Let us call a monic polynomial periodic if $T^KP=P$ for some $K>0$.

The question is: for any $d>0$, does there exist a periodic polynomial of degree $d$, other than the trivial solution $x^d$?

Remark on the definition of T

As pointed out in the comments, the definition of $TP$ is ambiguous if there are two roots $r_i(P)$ and $r_j(P)$ such that $|r_i(P)|=|r_j(P)|$ and $r_i(P)\neq r_j(P)$. If the roots of $P$ have this property, then you may break the ties however you please. For example, if $P(x)=x^3-x$, then it is up to you whether to set $r_2(P)=1$ and $r_3(P)=-1$ or $r_2(P)=-1$ and $r_3(P)=1$. However, either ordering still must have $r_1(P)=0$, since there is no ambiguity there.
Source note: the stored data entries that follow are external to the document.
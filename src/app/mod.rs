pub mod interactive;
pub mod pipelines;
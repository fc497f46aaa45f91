//! Prompt text sent to the analysis service.

use crate::core::dashboard_metadata::DashboardAnalysis;
use crate::core::summary::DataSummary;

pub const EXTRACTION_MAX_TOKENS: u32 = 8000;
pub const DOCUMENTATION_MAX_TOKENS: u32 = 16000;
pub const UNIFIED_MAX_TOKENS: u32 = 4000;
pub const DATA_ANALYSIS_MAX_TOKENS: u32 = 4000;
pub const DASHBOARD_METADATA_MAX_TOKENS: u32 = 4000;

const EXTRACTION_PROMPT: &str = r#"You are a dashboard intelligence agent. Examine every dashboard image provided and extract structured information about it.

Extract:
1. Metrics and data: exact numbers, percentages, KPIs, time periods, freshness indicators.
2. Interactive elements: filters and their options, dropdowns, buttons, drill-down controls, date pickers, export and refresh controls.
3. Visual structure: chart types, layout sections, colour coding, hierarchy.
4. Business context: purpose, audience, business value, thresholds.
5. Data quality and insights: completeness, trends, anomalies, actionable items.

Report only what is visible. Output ONLY a JSON object shaped like:
{
  "dashboard_purpose": "...",
  "target_audience": "...",
  "business_value": "...",
  "data_freshness": "...",
  "update_frequency": "...",
  "sections": [
    {
      "section_name": "...",
      "section_type": "...",
      "business_purpose": "...",
      "metrics": [{"name": "...", "value": "...", "unit": "...", "trend": "...", "context": "..."}],
      "interactive_elements": [{"type": "...", "name": "...", "options": ["..."], "purpose": "..."}],
      "chart_details": {"type": "...", "color_scheme": "...", "annotations": "..."},
      "key_insights": "...",
      "actionable_items": "..."
    }
  ],
  "global_controls": [{"type": "...", "name": "...", "purpose": "...", "impact": "..."}],
  "data_quality_indicators": {"freshness": "...", "completeness": "...", "accuracy": "..."},
  "performance_trends": {"overall_trend": "...", "key_drivers": "...", "anomalies": "..."}
}
Add sections and elements as the images require. No text outside the JSON."#;

const DOCUMENTATION_PROMPT_HEAD: &str = r#"You are a documentation architect. Write complete, professional dashboard documentation from the structured analysis below.

ANALYSIS DATA:
"#;

const DOCUMENTATION_PROMPT_TAIL: &str = r#"

Write all ten sections, in this order, with no placeholders and no "continued" notes:
1. Dashboard Name & High-Level Summary (title, short description, link to dashboard)
2. Purpose & Business Context (business questions, key use cases, domains)
3. Dashboard Views (one <h3> per section: description, key metrics, audience, navigation walkthrough, tips)
4. Key Metric Definitions (definition, data governance link, calculation logic)
5. Data Refresh & Update Cadence (schedule, pipeline, dependencies)
6. Ownership & Contacts (primary owner, channel, stakeholders)
7. Known Limitations & Assumptions (limitations, workarounds)
8. Frequently Asked Questions
9. Relevant Links / References
10. Change Log & Version History

Formatting:
- <h2 style="font-weight: bold;"> for the numbered sections, <h3 style="font-weight: bold;"> for subsections
- <strong> around every subsection label
- <ul><li> for bullet lists, <ol><li> for numbered lists
- When something is not visible in the analysis write "To be confirmed with data team"

Output ONLY the HTML documentation, with no conversational text."#;

const UNIFIED_PROMPT: &str = r#"You are a business intelligence expert writing a user guide for the dashboard shown in the images{scope}.

Report only what is clearly visible: filters, dropdowns, buttons, drill-downs, control names and options.

Use exactly these sections, in order, with <h2> headers and no blank line after a header:
<h2>Objective</h2>
<h2>New Enhanced [Dashboard Name] View</h2>
<h2>New Additions, Features and Changes</h2>
<h2>Detailed Overview</h2> with five numbered <h3> views, each with <strong>Metrics Reported</strong>, <strong>Data Source</strong> and <strong>View Specific Drill Down Control</strong>
<h2>Dashboard Controls</h2>
<h2>How tos</h2>

Start immediately with <h2>Objective</h2>. No other sections and no introductory text."#;

const DATA_ANALYSIS_DEFAULT_FOCUS: &str = "Analyze this business scorecard data and provide insights on:
1. Key performance metrics and trends
2. Business unit performance comparison
3. Target vs actual performance analysis
4. Notable patterns or anomalies
5. Recommendations for improvement

Focus on actionable insights for business decision making.";

const DASHBOARD_METADATA_DEFAULT_FOCUS: &str = "Analyze this QuickSight dashboard metadata and provide insights on:
1. Dashboard purpose and business value
2. Data visualization effectiveness
3. Potential improvements or optimizations
4. Key metrics and KPIs being tracked
5. Overall dashboard design assessment";

pub fn extraction_prompt() -> &'static str {
    EXTRACTION_PROMPT
}

pub fn documentation_prompt(analysis_data: &str) -> String {
    format!(
        "{}{}{}",
        DOCUMENTATION_PROMPT_HEAD, analysis_data, DOCUMENTATION_PROMPT_TAIL
    )
}

pub fn unified_prompt(image_count: usize) -> String {
    let scope = if image_count > 1 {
        " across multiple dashboard sections"
    } else {
        ""
    };
    UNIFIED_PROMPT.replace("{scope}", scope)
}

pub fn default_data_focus() -> &'static str {
    DATA_ANALYSIS_DEFAULT_FOCUS
}

pub fn data_analysis_prompt(summary: &DataSummary, focus: Option<&str>) -> String {
    let focus = focus.unwrap_or(DATA_ANALYSIS_DEFAULT_FOCUS);
    let sample = serde_json::to_string_pretty(&summary.sample_data).unwrap_or_default();

    format!(
        "{focus}\n\nHere's the business scorecard data summary:\n\n\
         Dataset Overview:\n\
         - Total Records: {total}\n\
         - Date Range: {start} to {end}\n\
         - Business Units: {units}\n\
         - Metrics: {metrics}\n\
         - Entry Types: {entries}\n\n\
         Sample Data:\n{sample}\n\n\
         Please provide a comprehensive analysis with specific insights and recommendations.",
        focus = focus,
        total = summary.total_records,
        start = summary.date_range.start,
        end = summary.date_range.end,
        units = summary.business_units.join(", "),
        metrics = summary.metrics_preview(10),
        entries = summary.entry_types.join(", "),
        sample = sample,
    )
}

pub fn default_dashboard_focus() -> &'static str {
    DASHBOARD_METADATA_DEFAULT_FOCUS
}

pub fn dashboard_metadata_prompt(analysis: &DashboardAnalysis, focus: Option<&str>) -> String {
    let focus = focus.unwrap_or(DASHBOARD_METADATA_DEFAULT_FOCUS);
    let metadata = serde_json::to_string_pretty(analysis).unwrap_or_default();

    format!(
        "{focus}\n\nDashboard Metadata:\n{metadata}\n\n\
         Please provide a comprehensive analysis with specific insights and actionable recommendations.",
        focus = focus,
        metadata = metadata,
    )
}

#[cfg(test)]
mod tests {
    use super::*;

    #[test]
    fn test_documentation_prompt_embeds_analysis() {
        let prompt = documentation_prompt("{\"dashboard_purpose\": \"Track care KPIs\"}");
        assert!(prompt.contains("Track care KPIs"));
        assert!(prompt.ends_with("no conversational text."));
    }

    #[test]
    fn test_unified_prompt_scope() {
        assert!(unified_prompt(3).contains("across multiple dashboard sections"));
        assert!(!unified_prompt(1).contains("{scope}"));
        assert!(!unified_prompt(1).contains("across multiple"));
    }

    #[test]
    fn test_dashboard_metadata_prompt() {
        use crate::core::DashboardDetails;
        let details = DashboardDetails {
            dashboard: serde_json::json!({"Name": "Care Scorecard"}),
            ..Default::default()
        };
        let analysis = DashboardAnalysis::from_details("dash-1", &details);

        let prompt = dashboard_metadata_prompt(&analysis, None);
        assert!(prompt.starts_with(default_dashboard_focus()));
        assert!(prompt.contains("\"name\": \"Care Scorecard\""));

        let custom = dashboard_metadata_prompt(&analysis, Some("Only list the filters."));
        assert!(custom.starts_with("Only list the filters."));
    }
}
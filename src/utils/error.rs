use thiserror::Error;

#[derive(Error, Debug)]
pub enum BotError {
    #[error("HTTP request failed: {0}")]
    ApiError(#[from] reqwest::Error),

    #[error("CSV processing error: {0}")]
    CsvError(#[from] csv::Error),

    #[error("IO error: {0}")]
    IoError(#[from] std::io::Error),

    #[error("Serialization error: {0}")]
    SerializationError(#[from] serde_json::Error),

    #[error("Missing configuration: {field}")]
    MissingConfigError { field: String },

    #[error("Invalid configuration value for {field} ({value}): {reason}")]
    InvalidConfigValueError {
        field: String,
        value: String,
        reason: String,
    },

    #[error("Configuration error in {field}: {message}")]
    ConfigValidationError { field: String, message: String },

    #[error("{service} returned HTTP {status}: {message}")]
    ServiceError {
        service: String,
        status: u16,
        message: String,
    },

    #[error("Unexpected {service} response: {message}")]
    ResponseFormatError { service: String, message: String },

    #[error("Image error for {path}: {reason}")]
    ImageError { path: String, reason: String },

    #[error("Template error: {message}")]
    TemplateError { message: String },

    #[error("Data processing error: {message}")]
    ProcessingError { message: String },
}

#[derive(Debug, Clone, Copy, PartialEq, Eq)]
pub enum ErrorCategory {
    Configuration,
    Network,
    Service,
    Data,
    System,
}

#[derive(Debug, Clone, Copy, PartialEq, Eq, PartialOrd, Ord)]
pub enum ErrorSeverity {
    Low,
    Medium,
    High,
    Critical,
}

impl BotError {
    pub fn service(service: &str, status: u16, message: impl Into<String>) -> Self {
        BotError::ServiceError {
            service: service.to_string(),
            status,
            message: message.into(),
        }
    }

    pub fn response_format(service: &str, message: impl Into<String>) -> Self {
        BotError::ResponseFormatError {
            service: service.to_string(),
            message: message.into(),
        }
    }

    pub fn category(&self) -> ErrorCategory {
        match self {
            BotError::MissingConfigError { .. }
            | BotError::InvalidConfigValueError { .. }
            | BotError::ConfigValidationError { .. } => ErrorCategory::Configuration,
            BotError::ApiError(_) => ErrorCategory::Network,
            BotError::ServiceError { .. } | BotError::ResponseFormatError { .. } => {
                ErrorCategory::Service
            }
            BotError::CsvError(_)
            | BotError::SerializationError(_)
            | BotError::ImageError { .. }
            | BotError::TemplateError { .. }
            | BotError::ProcessingError { .. } => ErrorCategory::Data,
            BotError::IoError(_) => ErrorCategory::System,
        }
    }

    pub fn severity(&self) -> ErrorSeverity {
        match self {
            BotError::ApiError(e) if e.is_timeout() || e.is_connect() => ErrorSeverity::Medium,
            BotError::ServiceError { status, .. } if *status == 429 || *status >= 500 => {
                ErrorSeverity::Medium
            }
            BotError::IoError(_) => ErrorSeverity::Critical,
            _ => ErrorSeverity::High,
        }
    }

    /// 給操作人員看的簡短訊息
    pub fn user_friendly_message(&self) -> String {
        match self {
            BotError::MissingConfigError { field } => {
                format!("Required setting {} is not configured", field)
            }
            BotError::InvalidConfigValueError { field, reason, .. } => {
                format!("Setting {} is invalid: {}", field, reason)
            }
            BotError::ConfigValidationError { field, message } => {
                format!("Configuration problem in {}: {}", field, message)
            }
            BotError::ApiError(e) if e.is_timeout() => "The remote service timed out".to_string(),
            BotError::ApiError(e) if e.is_connect() => {
                "Could not connect to the remote service".to_string()
            }
            BotError::ApiError(e) => format!("Network request failed: {}", e),
            BotError::ServiceError {
                service, status, ..
            } => format!("{} rejected the request (HTTP {})", service, status),
            BotError::ResponseFormatError { service, .. } => {
                format!("{} returned a response that could not be understood", service)
            }
            BotError::ImageError { path, reason } => format!("{}: {}", path, reason),
            other => other.to_string(),
        }
    }

    pub fn recovery_suggestion(&self) -> String {
        match self {
            BotError::MissingConfigError { field } => {
                format!("Add {} to your environment or .env file", field)
            }
            BotError::InvalidConfigValueError { field, .. }
            | BotError::ConfigValidationError { field, .. } => {
                format!("Check the value of {} in your environment or config file", field)
            }
            BotError::ServiceError { message, .. } if message.contains("ExpiredToken") => {
                "Your credentials have expired. Refresh them and run again".to_string()
            }
            BotError::ServiceError { status, .. } if *status == 401 || *status == 403 => {
                "Check the API token and the permissions granted to it".to_string()
            }
            BotError::ServiceError { status: 404, .. } => {
                "Check the endpoint URL, model id or page identifiers".to_string()
            }
            BotError::ServiceError { status: 429, .. } => {
                "The service is rate limiting requests. Wait a moment and run again".to_string()
            }
            BotError::ServiceError { .. } | BotError::ApiError(_) => {
                "Verify network access and credentials, then run again".to_string()
            }
            BotError::ResponseFormatError { .. } => {
                "Run with --verbose to inspect the raw response".to_string()
            }
            BotError::ImageError { .. } => {
                "Double-check the image file path, format and size".to_string()
            }
            BotError::IoError(_) => "Check file paths and write permissions".to_string(),
            _ => "Re-run with --verbose for details".to_string(),
        }
    }

    /// 根據嚴重程度決定退出碼
    pub fn exit_code(&self) -> i32 {
        match self.severity() {
            ErrorSeverity::Low => 0,
            ErrorSeverity::Medium => 2,
            ErrorSeverity::High => 1,
            ErrorSeverity::Critical => 3,
        }
    }

    /// Logs the error with its category and prints the operator-facing lines.
    pub fn report(&self, context: &str) {
        tracing::error!(
            "❌ {} failed: {} (Category: {:?}, Severity: {:?})",
            context,
            self,
            self.category(),
            self.severity()
        );
        tracing::error!("💡 Recovery suggestion: {}", self.recovery_suggestion());
        eprintln!("❌ {}", self.user_friendly_message());
        eprintln!("💡 {}", self.recovery_suggestion());
    }
}

pub type Result<T> = std::result::Result<T, BotError>;
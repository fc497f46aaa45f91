pub mod dashboard_pipeline;
pub mod data_pipeline;
pub mod quicksight_pipeline;

pub use dashboard_pipeline::{AnalysisMode, DashboardPipeline};
pub use data_pipeline::{DataAnalysisPipeline, SCORECARD_QUERY};
pub use quicksight_pipeline::{DashboardTarget, QuickSightPipeline};
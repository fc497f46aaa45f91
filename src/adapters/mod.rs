pub mod bedrock;
pub mod confluence;
pub mod quicksight;
pub mod storage;
pub mod warehouse;

pub use bedrock::BedrockClient;
pub use confluence::ConfluenceClient;
pub use quicksight::QuickSightClient;
pub use storage::LocalStorage;
pub use warehouse::WarehouseClient;

use crate::utils::error::{BotError, Result};
use std::time::Duration;

pub(crate) fn build_client(timeout_seconds: u64) -> Result<reqwest::Client> {
    let client = reqwest::Client::builder()
        .timeout(Duration::from_secs(timeout_seconds))
        .build()?;
    Ok(client)
}

/// Non-2xx responses become a service error carrying the status and body.
pub(crate) async fn ensure_success(
    service: &str,
    response: reqwest::Response,
) -> Result<reqwest::Response> {
    let status = response.status();
    tracing::debug!("{} response status: {}", service, status);
    if status.is_success() {
        return Ok(response);
    }
    let body = response.text().await.unwrap_or_default();
    Err(BotError::service(service, status.as_u16(), body))
}

pub(crate) fn trim_base(url: &str) -> String {
    url.trim_end_matches('/').to_string()
}
use crate::domain::model::{
    Analysis, AnalysisRequest, DashboardDetails, DashboardSummary, Document, PageDraft,
    PublishedPage, QueryResult,
};
use crate::utils::error::Result;
use async_trait::async_trait;

pub trait Storage: Send + Sync {
    fn read_file(&self, path: &str) -> impl std::future::Future<Output = Result<Vec<u8>>> + Send;
    fn write_file(
        &self,
        path: &str,
        data: &[u8],
    ) -> impl std::future::Future<Output = Result<()>> + Send;
    /// Where `path` ends up, for reporting.
    fn location(&self, path: &str) -> String;
}

pub trait ConfigProvider: Send + Sync {
    fn output_path(&self) -> &str;
    fn page_title(&self) -> Option<&str>;
    fn publish_enabled(&self) -> bool;
}

/// 圖片/文字分析服務
#[async_trait]
pub trait AnalysisService: Send + Sync {
    async fn invoke(&self, request: &AnalysisRequest) -> Result<String>;
    fn model_id(&self) -> &str;
}

#[async_trait]
pub trait Warehouse: Send + Sync {
    async fn run_query(&self, sql: &str) -> Result<QueryResult>;
}

/// Source of BI dashboard metadata.
#[async_trait]
pub trait DashboardCatalog: Send + Sync {
    /// Dashboards whose name contains `keyword`, ignoring case.
    async fn search_dashboards(&self, keyword: &str) -> Result<Vec<DashboardSummary>>;
    /// `Ok(None)` when the dashboard does not exist.
    async fn dashboard_details(&self, dashboard_id: &str) -> Result<Option<DashboardDetails>>;
}

#[async_trait]
pub trait Publisher: Send + Sync {
    async fn publish(&self, page: &PageDraft) -> Result<PublishedPage>;
}

/// The three fixed stages a run goes through, in order.
#[async_trait]
pub trait Workflow: Send + Sync {
    async fn analyze(&self) -> Result<Analysis>;
    async fn document(&self, analysis: &Analysis) -> Result<Document>;
    /// `Ok(None)` when publishing was not requested.
    async fn publish(&self, document: &Document) -> Result<Option<PublishedPage>>;
}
Note that the set of polynomials that have this ambiguity has measure zero, so I suspect such considerations will not influence the solution of the problem anyway.

Empirical Evidence

If $d=1$ then the answer is clearly yes (any $P(x)=x-a$ will do the job, with $a\ne 0$). If $d=2$ then $P(x)=x^2+x-2$ is a fixed point of $T$, so in particular is periodic with period 1.

I examined other low degrees by numerical simulation. Note that this requires relaxing the definition of a cycle, since testing for exact equality of floating point numbers is impossible. Thus, for these simulations, the condition $T^KP=P$ was replaced with $\|T^KP-P\|_\infty<\varepsilon$, with $\varepsilon=10^{-10}$. In particular, these simulations can only find polynomials $P$ that are periodic up to some fixed error tolerance.

The simulation was done by first initializing the coefficients of $P$ using values drawn from a standard normal distribution, and then iteratively applying $T$ 1000 times and checking whether the obtained sequence was eventually periodic (up to error $<\varepsilon$). Note that this method might not find all cycles.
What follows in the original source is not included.